Related to the predictive information of the H&E-ERBB2 score that we found to complement the ERBB2 gene amplification status, one could speculate that the CNN has learned auxiliary tumor features associated with efficacy of trastuzumab therapy and DDFS. While features learned with weakly supervised machine learning may not necessarily represent the actual target (e.g. cells with a specific mutation or gene amplification), the tissue patterns identified using this approach can still yield relevant information about tumor biology2. Prognostic tissue microarchitectural features in breast cancer have been previously described and captured both with machine learning1 and conventional image analysis28. In these studies, a series of features including the tumor-stroma interface, distance between stromal regions and size of tumor nests were reported to be associated with survival in breast cancer1,28. In that context, the relationship between the H&E-ERBB2 score and molecular subtypes, TILs, and other prognostic tissue biomarkers should be further explored.

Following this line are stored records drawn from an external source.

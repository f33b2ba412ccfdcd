//! Tracing initialization (EnvFilter + fmt subscriber).
//!
//! Log verbosity is controlled via the standard `RUST_LOG` environment
//! variable, defaulting to `info` when unset.

use tracing::info;
use tracing_subscriber::layer::SubscriberExt;
use tracing_subscriber::util::SubscriberInitExt;
use tracing_subscriber::EnvFilter;

/// Initialize the global tracing subscriber.
///
/// Safe to call more than once; subsequent calls are no-ops (relevant for
/// tests where several entry points may try to initialize logging).
pub fn init_telemetry() -> anyhow::Result<()> {
    let env_filter = EnvFilter::try_from_default_env().unwrap_or_else(|_| EnvFilter::new("info"));

    if tracing_subscriber::registry()
        .with(env_filter)
        .with(tracing_subscriber::fmt::layer())
        .try_init()
        .is_ok()
    {
        info!("Telemetry initialized");
    }

    Ok(())
}
//! Database repository for dispatched-email records.

use std::collections::HashMap;

use crate::types::{abbrev_uuid, UserId};
use crate::{
    api::models::mails::MailKind,
    db::{
        errors::{DbError, Result},
        handlers::repository::{EntityId, Repository},
        models::mails::{MailCreateDBRequest, MailDBResponse, MailUpdateDBRequest},
    },
};
use chrono::{DateTime, Utc};
use sqlx::{PgConnection, Postgres, QueryBuilder};
use tracing::instrument;
use uuid::Uuid;

/// Filter for listing mail records
#[derive(Debug, Clone, Default)]
pub struct MailFilter {
    pub skip: i64,
    pub limit: i64,
    pub ordering: Option<String>,
    pub kind: Option<MailKind>,
    pub subject: Option<String>,
    pub to_email: Option<String>,
    pub bcc: Option<String>,
    pub cc: Option<String>,
    pub from_email: Option<String>,
    pub from_user: Option<String>,
    pub from_date: Option<DateTime<Utc>>,
    pub to_date: Option<DateTime<Utc>>,
}

impl MailFilter {
    pub fn new(skip: i64, limit: i64) -> Self {
        Self {
            skip,
            limit,
            ..Default::default()
        }
    }
}

pub struct Mails<'c> {
    db: &'c mut PgConnection,
}

fn order_clause(ordering: Option<&str>) -> &'static str {
    match ordering {
        Some("id") => "id ASC",
        Some("-id") => "id DESC",
        Some("kind") => "kind ASC",
        Some("-kind") => "kind DESC",
        Some("subject") => "subject ASC",
        Some("-subject") => "subject DESC",
        Some("created_at") => "created_at ASC",
        _ => "created_at DESC",
    }
}

fn push_filters(qb: &mut QueryBuilder<'_, Postgres>, filter: &MailFilter) {
    if let Some(kind) = filter.kind {
        qb.push(" AND kind = ").push_bind(kind);
    }
    if let Some(subject) = &filter.subject {
        qb.push(" AND subject ILIKE ").push_bind(format!("%{subject}%"));
    }
    if let Some(to_email) = &filter.to_email {
        qb.push(" AND to_email ILIKE ").push_bind(format!("%{to_email}%"));
    }
    if let Some(bcc) = &filter.bcc {
        qb.push(" AND bcc ILIKE ").push_bind(format!("%{bcc}%"));
    }
    if let Some(cc) = &filter.cc {
        qb.push(" AND cc ILIKE ").push_bind(format!("%{cc}%"));
    }
    if let Some(from_email) = &filter.from_email {
        qb.push(" AND from_email ILIKE ").push_bind(format!("%{from_email}%"));
    }
    if let Some(from_user) = &filter.from_user {
        qb.push(" AND from_user ILIKE ").push_bind(format!("%{from_user}%"));
    }
    if let Some(from_date) = filter.from_date {
        qb.push(" AND created_at >= ").push_bind(from_date);
    }
    if let Some(to_date) = filter.to_date {
        qb.push(" AND created_at <= ").push_bind(to_date);
    }
}

#[async_trait::async_trait]
impl<'c> Repository for Mails<'c> {
    const RESOURCE: &'static str = "mails";

    type CreateRequest = MailCreateDBRequest;
    type UpdateRequest = MailUpdateDBRequest;
    type Response = MailDBResponse;
    type Filter = MailFilter;

    #[instrument(skip(self, request), err)]
    async fn create(&mut self, request: &Self::CreateRequest) -> Result<Self::Response> {
        let mail = sqlx::query_as::<_, MailDBResponse>(
            r#"
            INSERT INTO mails (id, kind, subject, template, body_html, to_email, bcc, cc, from_email, from_user, created_by)
            VALUES ($1, $2, $3, $4, $5, $6, $7, $8, $9, $10, $11)
            RETURNING *
            "#,
        )
        .bind(Uuid::new_v4())
        .bind(request.kind)
        .bind(&request.subject)
        .bind(&request.template)
        .bind(&request.body_html)
        .bind(&request.to_email)
        .bind(&request.bcc)
        .bind(&request.cc)
        .bind(&request.from_email)
        .bind(&request.from_user)
        .bind(request.created_by)
        .fetch_one(&mut *self.db)
        .await?;

        Ok(mail)
    }

    #[instrument(skip(self), fields(mail_id = %abbrev_uuid(&id)), err)]
    async fn get_by_id(&mut self, id: EntityId) -> Result<Option<Self::Response>> {
        let mail = sqlx::query_as::<_, MailDBResponse>("SELECT * FROM mails WHERE id = $1 AND is_deleted = FALSE")
            .bind(id)
            .fetch_optional(&mut *self.db)
            .await?;

        Ok(mail)
    }

    #[instrument(skip(self), fields(mail_id = %abbrev_uuid(&id)), err)]
    async fn get_by_id_unscoped(&mut self, id: EntityId) -> Result<Option<Self::Response>> {
        let mail = sqlx::query_as::<_, MailDBResponse>("SELECT * FROM mails WHERE id = $1")
            .bind(id)
            .fetch_optional(&mut *self.db)
            .await?;

        Ok(mail)
    }

    #[instrument(skip(self, ids), fields(count = ids.len()), err)]
    async fn get_bulk(&mut self, ids: &[EntityId]) -> Result<HashMap<EntityId, Self::Response>> {
        if ids.is_empty() {
            return Ok(HashMap::new());
        }

        let mails = sqlx::query_as::<_, MailDBResponse>("SELECT * FROM mails WHERE id = ANY($1) AND is_deleted = FALSE")
            .bind(ids)
            .fetch_all(&mut *self.db)
            .await?;

        Ok(mails.into_iter().map(|m| (m.id, m)).collect())
    }

    #[instrument(skip(self, filter), fields(limit = filter.limit, skip = filter.skip), err)]
    async fn list(&mut self, filter: &Self::Filter) -> Result<Vec<Self::Response>> {
        let mut qb = QueryBuilder::new("SELECT * FROM mails WHERE is_deleted = FALSE");
        push_filters(&mut qb, filter);
        qb.push(" ORDER BY ").push(order_clause(filter.ordering.as_deref()));
        qb.push(" LIMIT ").push_bind(filter.limit).push(" OFFSET ").push_bind(filter.skip);

        let mails = qb.build_query_as::<MailDBResponse>().fetch_all(&mut *self.db).await?;
        Ok(mails)
    }

    #[instrument(skip(self, filter), err)]
    async fn count(&mut self, filter: &Self::Filter) -> Result<i64> {
        let mut qb = QueryBuilder::new("SELECT COUNT(*) FROM mails WHERE is_deleted = FALSE");
        push_filters(&mut qb, filter);

        let count: i64 = qb.build_query_scalar().fetch_one(&mut *self.db).await?;
        Ok(count)
    }

    #[instrument(skip(self, request), fields(mail_id = %abbrev_uuid(&id)), err)]
    async fn update(&mut self, id: EntityId, request: &Self::UpdateRequest) -> Result<Self::Response> {
        let mail = sqlx::query_as::<_, MailDBResponse>(
            r#"
            UPDATE mails SET
                kind = COALESCE($2, kind),
                subject = COALESCE($3, subject),
                template = COALESCE($4, template),
                body_html = COALESCE($5, body_html),
                to_email = COALESCE($6, to_email),
                bcc = COALESCE($7, bcc),
                cc = COALESCE($8, cc),
                from_email = COALESCE($9, from_email),
                from_user = COALESCE($10, from_user),
                updated_at = NOW()
            WHERE id = $1 AND is_deleted = FALSE
            RETURNING *
            "#,
        )
        .bind(id)
        .bind(request.kind)
        .bind(&request.subject)
        .bind(&request.template)
        .bind(&request.body_html)
        .bind(&request.to_email)
        .bind(&request.bcc)
        .bind(&request.cc)
        .bind(&request.from_email)
        .bind(&request.from_user)
        .fetch_optional(&mut *self.db)
        .await?
        .ok_or(DbError::NotFound)?;

        Ok(mail)
    }

    #[instrument(skip(self), fields(mail_id = %abbrev_uuid(&id)), err)]
    async fn soft_delete(&mut self, id: EntityId, actor: Option<UserId>) -> Result<bool> {
        let result = sqlx::query(
            r#"
            UPDATE mails SET
                is_deleted = TRUE,
                is_active = FALSE,
                deleted_at = NOW(),
                deleted_by = $2,
                updated_at = NOW()
            WHERE id = $1 AND is_deleted = FALSE
            "#,
        )
        .bind(id)
        .bind(actor)
        .execute(&mut *self.db)
        .await?;

        Ok(result.rows_affected() > 0)
    }

    fn owner_of(response: &Self::Response) -> Option<UserId> {
        response.created_by
    }
}

impl<'c> Mails<'c> {
    pub fn new(db: &'c mut PgConnection) -> Self {
        Self { db }
    }
}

Future studies should aim to explore these tissue microarchitectural features in more detail, for example with multiplexed methods that allow morphological and molecular characterization (e.g. multiplexed immunohistochemistry or in situ sequencing) of the same tissue sections or using cell-level registration of consecutive tissue sections.

Our study has certain limitations that should be addressed in future studies. We did not have access to consecutive sections of samples with ERBB2 gene amplification results as determined by chromogenic in situ hybridization (CISH) or ERBB2 protein expression assessed with immunohistochemistry (IHC). Consecutive slides or multiplexed analysis of the same tissue section with H&E, CISH, IHC or in situ sequencing could allow improved localization of the ERBB2-associated features in the H&E morphology that predicted the efficacy of anti-ERBB2 treatment in our study. Overall accuracy and especially the specificity of the ERBB2 predictions could be improved by for example incorporating more training samples from external datasets. ERBB2 expression heterogeneity and its effect on survival should be also analyzed on the whole-slide sections. Another limitation was the restricted number of patients in some of the subgroups. To confirm our findings, analyses of additional patient series treated with adjuvant or neoadjuvant anti-ERBB2-targeted therapy are needed.

To the best of our knowledge, the present study is the first to show that a deep learning algorithm trained on tissue morphology and weakly supervised by the molecular status can learn patterns that predict the efficacy of adjuvant systemic therapy in patients with breast cancer. The present study suggests that machine learning can be used to extract predictive information when applied to routine tumor tissue sections and may help in identifying patients with ERBB2-positive cancer who would benefit the most from adjuvant trastuzumab. Our findings also suggest that some patients whose cancer is identified as ERBB2-negative by CISH do in fact have ERBB2-associated morphology, and thus potentially could benefit from targeted anti-ERBB2 therapy. This warrants further studies, perhaps with the H&E-ERBB2 score as a companion diagnostic assay in clinical trials with agents that show clinical activity in ERBB2-low-expression breast cancer29. Further research should also elucidate the amount of clinically relevant and actionable information that remains to be extracted from ubiquitous, inexpensive H&E-stained samples, such as features that predict the efficacy of hormone therapy and other molecularly targeted treatments.